Running custom CoreCLR with custom GC
How can we put it all together? We should have at this moment already compiled our custom CoreCLR and ZeroGC library. As a sample application, I suggest using just a new sample .NET Core 2.0 console application created by dotnet new console command. Then from our application directory, we have to set three environment variables and just run our application:
1 2 3 4 |
> set CORE_LIBRARIES=c:\Program Files\dotnet\shared\Microsoft.NETCore.App\2.0.0 > set COMPlus_GCStandaloneLocation=f:\GithubProjects\CoreCLR.ZeroGC\bin\x64\Debug\ZeroGC.dll > set COMPlus_HeapVerify=16 > <CLR_DIR>\CoreRun.exe bin\Debug\netcoreapp2.0\CoreCLR.HelloWorld.dll |
CORE_LIBRARIES
variable is required by the CoreRun itself to point to .NET Core folder. COMPlus_GCStandaloneLocation
was mentioned before and it tells the CLR to use our custom GC. Unfortunately for Debug version of runtime currently we also need to set COMPlus_HeapVerify=16
(which sets HEAPVERIFY_NO_RANGE_CHECKS
(0x10) for HeapVerifyLevel
) as it excludes checking if an OBJECTREF
is within the bounds of the managed heap. There is no managed heap in fact so those checks makes no sense.

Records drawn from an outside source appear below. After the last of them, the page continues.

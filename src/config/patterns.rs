// src/config/patterns.rs
//! Attribute names, class markers, text patterns and dispatch tables for the
//! startlist markup. Edit these when the site changes its markup; the
//! extraction logic reads everything through this module.

use once_cell::sync::Lazy;
use regex::Regex;

// --- Attribute Names ---
pub const ATTR_TEST_ID: &str = "data-test-id";
pub const ATTR_RACE_ID: &str = "data-race-id";
pub const ATTR_START_NUMBER: &str = "data-start-number";
pub const ATTR_EXPORT_TYPE: &str = "startlist-export-type";
pub const ATTR_ID: &str = "id";
pub const ATTR_HREF: &str = "href";

// --- Game Container ---
pub const GAME_SUFFIX: &str = "-game";
pub const UNKNOWN_SOURCE_TYPE: &str = "UNKNOWN";

// --- Fallback Values ---
pub const UNKNOWN_RACE: &str = "unknown-race";
pub const COLUMN_PREFIX: &str = "column_";
pub const HORSE_PREFIX: &str = "horse_";

// --- Startlist Row Markers ---
pub const HORSE_ROW_PREFIX: &str = "horse-row-";
pub const HORSE_ROW_CLASS: &str = "horse-row";
pub const ADDITIONAL_ROW_ID: &str = "additional-table-row";
pub const ADDITIONAL_ROW_ID_FRAGMENT: &str = "additional";
pub const ADDITIONAL_ROW_CLASS: &str = "additional-row";
pub const EXTENDED_ROW_CLASS: &str = "extendedStartRow";

/// Loose match for horse rows whose test id drifted from the `horse-row-` prefix.
pub static HORSE_ROW_RE: Lazy<Regex> =
    Lazy::new(|| Regex::new(r"(?i)horse.*row").expect("Failed to compile HORSE_ROW_RE"));

// --- Previous Starts (history) Row Markers ---
pub const ROW_BODY_CLASS: &str = "tableRowBody";
pub const MORE_INFO_CLASS: &str = "MoreInfoArea";
pub const RACE_COMMENTS_CLASS: &str = "RaceComments";

// --- Previous Starts Column Detection ---
pub const HISTORY_HEADER_PREFIX: &str = "table-header-";
pub const TRACK_FIELD: &str = "track";

/// Column identifiers the site reuses across unrelated columns. A header
/// carrying one of these falls through to the label heuristic.
pub const DISTRUSTED_HEADER_IDS: &[&str] = &["distance"];

/// Label vocabulary for history columns without a usable identifier.
/// Checked in order against the upper-cased header text; each entry is a list
/// of alternatives and every fragment of an alternative must be present.
pub const HISTORY_HEADER_VOCABULARY: &[(&[&[&str]], &str)] = &[
    (&[&["DATUM"], &["DATE"]], "date"),
    (&[&["PLAC"]], "place"),
    (&[&["DIST", "SPÅR"]], "distance"),
    (&[&["KM-TID"], &["KMTIME"]], "kmTime"),
    (&[&["SKOR"], &["SHOE"]], "shoes"),
    (&[&["ODDS"]], "odds"),
    (&[&["PRIS"], &["PRIZE"]], "firstPrize"),
    (&[&["BANA"], &["TRACK"]], "track"),
    (&[&["KUSK"], &["RYTTARE"], &["DRIVER"]], "driver"),
    (&[&["VAGN"], &["SULKY"]], "sulky"),
];

/// Column-map keys used when reading a previous-starts row.
pub mod history_columns {
    pub const DATE: &str = "date";
    pub const TRACK: &str = "track";
    pub const DRIVER: &str = "driver";
    pub const PLACE: &str = "place";
    pub const DISTANCE: &str = "distance";
    pub const KM_TIME: &str = "kmTime";
    pub const SHOES: &str = "shoes";
    pub const ODDS: &str = "odds";
    pub const PRIZE: &str = "firstPrize";
    pub const WAGON: &str = "sulky";
}

pub const WAGON_PREFIX: &str = "Vagn:";

// --- Race Metadata ---
pub const BULLET: &str = "•";
pub const DESCRIPTION_SEPARATOR: &str = " - ";

pub static DISTANCE_RE: Lazy<Regex> =
    Lazy::new(|| Regex::new(r"(?i)^\d+\s*m$").expect("Failed to compile DISTANCE_RE"));

// Exact match only: "Trav" is a discipline, "Travlopp" is not.
pub static DISCIPLINE_RE: Lazy<Regex> =
    Lazy::new(|| Regex::new(r"(?i)^(trav|galopp|monté)$").expect("Failed to compile DISCIPLINE_RE"));

pub static START_METHOD_RE: Lazy<Regex> =
    Lazy::new(|| Regex::new(r"(?i)autostart|voltstart").expect("Failed to compile START_METHOD_RE"));

pub static TRACK_CONDITION_RE: Lazy<Regex> = Lazy::new(|| {
    Regex::new(r"(?i)lätt|tung|god|hård|mjuk|fryst").expect("Failed to compile TRACK_CONDITION_RE")
});

pub static TRAILING_COMMA_RE: Lazy<Regex> =
    Lazy::new(|| Regex::new(r",\s*$").expect("Failed to compile TRAILING_COMMA_RE"));

// --- Dates ---
pub const CENTURY_PREFIX: &str = "20";

pub static ISO_DATE_RE: Lazy<Regex> =
    Lazy::new(|| Regex::new(r"^[0-9]{4}-[0-9]{2}-[0-9]{2}$").expect("Failed to compile ISO_DATE_RE"));

pub static SHORT_DATE_RE: Lazy<Regex> =
    Lazy::new(|| Regex::new(r"^([0-9]{2})([0-9]{2})([0-9]{2})$").expect("Failed to compile SHORT_DATE_RE"));

pub static SLASHED_DATE_RE: Lazy<Regex> = Lazy::new(|| {
    Regex::new(r"^([0-9]{1,2})[-/]([0-9]{1,2})[-/]([0-9]{4})$").expect("Failed to compile SLASHED_DATE_RE")
});

// --- Text Cleanup ---
pub static LEADING_NUMBER_RE: Lazy<Regex> =
    Lazy::new(|| Regex::new(r"^\d+\s+").expect("Failed to compile LEADING_NUMBER_RE"));

pub static NON_ALPHANUMERIC_RE: Lazy<Regex> =
    Lazy::new(|| Regex::new(r"[^a-z0-9]+").expect("Failed to compile NON_ALPHANUMERIC_RE"));

// --- Shoe Symbols ---
pub const SHOE_ON: char = 'C';
pub const SHOE_OFF: char = 'Ȼ';
pub const SHOE_NO_INFO: char = '-';
pub const SHOE_ON_ICON_ID: &str = "ShoeOnFilledIcon";
pub const SHOE_OFF_ICON_ID: &str = "ShoeOffFilledIcon";

// --- Field Kind Dispatch ---

/// How a startlist column is turned into a value.
#[derive(Debug, Clone, Copy, PartialEq, Eq)]
pub enum FieldKind {
    /// Horse cell: start number, name, age/sex, driver and trainer.
    Identity,
    /// "Total + breakdown" statistics, e.g. `31 10-7-2`.
    Stats,
    /// Shoe icons rendered as a symbol string.
    Icons,
    /// Plain text.
    Text,
}

/// `startlist-export-type` values with a dedicated extractor. Anything not
/// listed is read as text.
pub const FIELD_DISPATCH: &[(&str, FieldKind)] = &[
    ("horse", FieldKind::Identity),
    ("lifeStats", FieldKind::Stats),
    ("currentYearStats", FieldKind::Stats),
    ("previousYearStats", FieldKind::Stats),
    ("shoeInfo", FieldKind::Icons),
];

pub fn field_kind(export_type: &str) -> FieldKind {
    FIELD_DISPATCH
        .iter()
        .find(|(name, _)| *name == export_type)
        .map(|(_, kind)| *kind)
        .unwrap_or(FieldKind::Text)
}
// src/utils/mod.rs
pub mod error;
pub mod logging;
pub mod html_debug;

pub use error::AppError; // Re-export main error type for convenience
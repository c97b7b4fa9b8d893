// src/config/mod.rs
pub mod patterns;
pub mod selectors;

/// Runtime options for a single extraction.
#[derive(Debug, Clone, Copy, Default)]
pub struct ExtractOptions {
    /// Attach the raw column headers to every race.
    pub debug: bool,
}
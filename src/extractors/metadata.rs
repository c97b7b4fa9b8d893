// src/extractors/metadata.rs
use crate::config::patterns::{
    BULLET, DESCRIPTION_SEPARATOR, DISCIPLINE_RE, DISTANCE_RE, START_METHOD_RE, TRACK_CONDITION_RE,
    TRAILING_COMMA_RE,
};
use crate::config::selectors::{RACE_INFO_SPANS, RACE_TIME, RACE_TITLE};
use crate::extractors::locator::{first_match, text_of};
use crate::models::RaceMetadata;
use scraper::ElementRef;

/// Reads title, info tokens and start time from a race's leg header.
/// A missing header yields empty metadata.
pub fn extract_race_metadata(leg_header: Option<ElementRef<'_>>) -> RaceMetadata {
    let Some(header) = leg_header else {
        tracing::debug!("No leg header; race metadata left empty");
        return RaceMetadata::default();
    };

    let tokens: Vec<String> = header
        .select(&RACE_INFO_SPANS)
        .map(text_of)
        .filter(|text| !text.is_empty() && text != BULLET)
        .collect();

    let mut metadata = classify_tokens(&tokens);

    metadata.title = first_match(header, &RACE_TITLE)
        .map(|title| TRAILING_COMMA_RE.replace(&text_of(title), "").into_owned());
    metadata.time = first_match(header, &RACE_TIME).map(text_of);

    metadata
}

/// Buckets header tokens into typed slots, first matching rule wins.
/// A token whose slot is already taken keeps falling through the rules;
/// whatever matches nothing is joined, in order, into `description`.
pub fn classify_tokens(tokens: &[String]) -> RaceMetadata {
    let mut metadata = RaceMetadata::default();
    let mut residual: Vec<&str> = Vec::new();

    for (index, token) in tokens.iter().enumerate() {
        let text = token.as_str();

        if metadata.distance.is_none() && DISTANCE_RE.is_match(text) {
            metadata.distance = Some(token.clone());
        } else if metadata.discipline.is_none() && DISCIPLINE_RE.is_match(text) {
            metadata.discipline = Some(token.clone());
        } else if metadata.start_method.is_none() && START_METHOD_RE.is_match(text) {
            metadata.start_method = Some(token.clone());
        } else if metadata.track.is_none() && index == 0 {
            metadata.track = Some(token.clone());
        } else if metadata.track_condition.is_none() && TRACK_CONDITION_RE.is_match(text) {
            metadata.track_condition = Some(token.clone());
        } else {
            residual.push(text);
        }
    }

    if !residual.is_empty() {
        metadata.description = Some(residual.join(DESCRIPTION_SEPARATOR));
    }

    metadata
}
// src/extractors/history.rs
//! Previous-starts sub-table: one history entry from a body row plus its
//! optional "more info" and "race comments" rows.

use crate::config::patterns::{
    history_columns as col, ATTR_HREF, MORE_INFO_CLASS, RACE_COMMENTS_CLASS, ROW_BODY_CLASS, WAGON_PREFIX,
};
use crate::config::selectors::{
    BUTTON, HISTORY_TABLE, LINK, MORE_DETAILS_AREA, MORE_DETAILS_ITEM, RACE_COMMENT_CELL, TBODY, THEAD,
};
use crate::extractors::columns::{detect_columns, ColumnMap};
use crate::extractors::date::normalize_date;
use crate::extractors::fields::extract_shoe_info;
use crate::extractors::locator::{child_elements, class_contains, first_match, normalized_text, text_of};
use crate::extractors::Step;
use crate::models::HistoryEntry;
use scraper::ElementRef;

/// Parses the previous-starts table inside an extended row. No table, no
/// body or no entries all give an empty list.
pub fn extract_history(extended_row: ElementRef<'_>) -> Vec<HistoryEntry> {
    let Some(table) = first_match(extended_row, &HISTORY_TABLE) else {
        tracing::debug!("Extended row without a previous-starts table");
        return Vec::new();
    };
    let Some(tbody) = first_match(table, &TBODY) else {
        return Vec::new();
    };

    let columns = detect_columns(first_match(table, &THEAD));
    let rows = child_elements(tbody, "tr");

    let mut entries = Vec::new();
    let mut cursor = 0;
    while cursor < rows.len() {
        let step = next_history_entry(&rows, cursor, &columns);
        entries.extend(step.record);
        cursor += step.consumed;
    }

    entries
}

/// A body row that is neither a "more info" nor a "comments" row.
pub fn is_history_row(row: ElementRef<'_>) -> bool {
    class_contains(row, ROW_BODY_CLASS)
        && !class_contains(row, MORE_INFO_CLASS)
        && !class_contains(row, RACE_COMMENTS_CLASS)
}

/// Reads the entry starting at `rows[cursor]`. Rows that don't start an
/// entry are consumed alone without output.
pub fn next_history_entry(rows: &[ElementRef<'_>], cursor: usize, columns: &ColumnMap) -> Step<HistoryEntry> {
    let row = rows[cursor];
    if !is_history_row(row) {
        tracing::trace!("Skipping non-entry history row {}", cursor);
        return Step::skip();
    }

    let cells = child_elements(row, "td");
    let mut entry = read_entry_cells(&cells, columns);
    let mut consumed = 1;

    if !columns.is_expanded {
        if let Some(next) = rows.get(cursor + consumed).filter(|r| class_contains(**r, MORE_INFO_CLASS)) {
            merge_more_info(&mut entry, *next);
            consumed += 1;
        }
    }

    if entry.comment.is_none() {
        if let Some(next) = rows.get(cursor + consumed).filter(|r| class_contains(**r, RACE_COMMENTS_CLASS)) {
            entry.comment = read_race_comment(*next);
            consumed += 1;
        }
    }

    Step { record: Some(entry), consumed }
}

fn read_entry_cells(cells: &[ElementRef<'_>], columns: &ColumnMap) -> HistoryEntry {
    let mut entry = HistoryEntry::default();

    // Compact tables keep the date first when the date header is missing
    // or points past the end of a short row.
    let date_cell = columns
        .get(col::DATE)
        .and_then(|index| cells.get(index))
        .or_else(|| if columns.is_expanded { None } else { cells.first() });
    if let Some(cell) = date_cell {
        let link = first_match(*cell, &LINK);
        let date_text = link.map(text_of).unwrap_or_else(|| text_of(*cell));
        entry.date = normalize_date(&date_text);
        entry.race_link = link.and_then(|a| a.value().attr(ATTR_HREF)).map(str::to_string);
    }

    let text_at = |field: &str| -> Option<String> {
        let cell = cells.get(columns.get(field)?)?;
        Some(normalized_text(*cell)).filter(|text| !text.is_empty())
    };

    entry.track = text_at(col::TRACK);
    entry.driver = text_at(col::DRIVER);
    entry.placement = text_at(col::PLACE);
    entry.distance_and_lane = text_at(col::DISTANCE);
    entry.time = text_at(col::KM_TIME);
    entry.odds = text_at(col::ODDS);
    entry.prize = text_at(col::PRIZE);
    entry.wagon = text_at(col::WAGON).map(|wagon| strip_wagon_prefix(&wagon));
    entry.shoes = columns
        .get(col::SHOES)
        .and_then(|index| cells.get(index))
        .map(|cell| extract_shoe_info(*cell))
        .filter(|shoes| !shoes.is_empty());

    // Expanded rows end with the comment, unless that cell is a toggle button.
    if columns.is_expanded {
        if let Some(last) = cells.last() {
            let comment = text_of(*last);
            if !comment.is_empty() && first_match(*last, &BUTTON).is_none() {
                entry.comment = Some(comment);
            }
        }
    }

    entry
}

/// Compact layout: track, driver and wagon live in a detail row.
fn merge_more_info(entry: &mut HistoryEntry, row: ElementRef<'_>) {
    let Some(area) = child_elements(row, "td")
        .into_iter()
        .next()
        .and_then(|cell| first_match(cell, &MORE_DETAILS_AREA))
    else {
        return;
    };

    for (index, item) in area.select(&MORE_DETAILS_ITEM).enumerate() {
        let text = text_of(item);
        match index {
            0 => entry.track = Some(text),
            1 => entry.driver = Some(text),
            _ if text.starts_with(WAGON_PREFIX) => entry.wagon = Some(strip_wagon_prefix(&text)),
            _ => {}
        }
    }
}

fn read_race_comment(row: ElementRef<'_>) -> Option<String> {
    let cell = child_elements(row, "td").into_iter().next()?;
    let comment = first_match(cell, &RACE_COMMENT_CELL)
        .map(text_of)
        .unwrap_or_else(|| text_of(cell));
    Some(comment).filter(|c| !c.is_empty())
}

fn strip_wagon_prefix(text: &str) -> String {
    text.strip_prefix(WAGON_PREFIX).unwrap_or(text).trim().to_string()
}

And that’s all! We have just run the very first .NET Core program with our Zero Garbage Collector enabled.
Note. Due to loose coupling between EE and GC, you can also go opposite way! You can re-use automatic memory management code from CoreCLR in a stand-alone application, without whole .NET runtime. There is even separate GCSample project included in CoreCLR code doing exactly that.